The Northeast Science Station of the RAS (Северо-Восточная научная станция РАН) is an Arctic research station located in Chersky, Sakha Republic in Northeast Siberia. It is one of the world's three largest Arctic stations.

==Description==
The Northeast Science Station is used as a year-round base for international research in arctic biology, geophysics, and atmospheric physics. The station also houses the administration of the Pleistocene Park, a local experimental wildlife preserve of 160 km^{2}.

Named after Russian explorer Jan Czerski, Chersky is sited on frozen Pleistocene carbon. The sediments here are made up of 50% ice, and 50% loess, which is a windblown sediment - the carbon content of loess deposits is five times that of a rainforest floor. During each annual melt between 2 and 5% of the stored carbon in the loess deposits is lost.
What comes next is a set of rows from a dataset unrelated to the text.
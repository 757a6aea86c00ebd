pub mod random_graph;

pub use random_graph::{Connectivity, GraphParams, RandomGraph};
pub mod error;
pub mod math;
pub mod graph;
pub mod network;
pub mod data;
pub mod train;
pub mod problems;

// Convenience re-exports
pub use error::{ConfigError, DataError};
pub use math::scalar::Scalar;
pub use math::triplet::{Triplet, TripletMatrix};
pub use math::compressed::{format_vector, CompressedMatrix};
pub use graph::random_graph::{Connectivity, GraphParams, RandomGraph};
pub use network::hebbian::{Association, HebbianNetwork, Phase};
pub use network::params::NetworkParams;
pub use data::dataset::{Dataset, InMemoryDataset};
pub use train::settings::TrainSettings;
pub use train::train_config::TrainConfig;
pub use train::loop_fn::{evaluate, train_loop};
Far Eastern Federal University is planning to open an Arctic campus at the research station. “At the station, students and young scientists will study permafrost melting; greenhouse gas emissions; hydrates conservation; biodiversity; land, atmosphere and surrounding seas pollution; and other climatic, biological and environmental issues,” according to a press release.

==Personnel and funding==
Resident staff consists of Nikita Zimov (director), Sergey Davydov, Galina Zimova, Sergey Zimov, Anastasija Zimova (bookkeeper). Additionally, around sixty international researchers visit the institute annually.

Salary of the resident staff is paid by the parent organisation, the Russian Academy of Sciences. The station itself is funded by the Max Planck Society.

==See also==
- List of research stations in the Arctic
- Sergey Zimov
- Katey Walter
- Pleistocene Park
- Wild Field (wilderness reserve)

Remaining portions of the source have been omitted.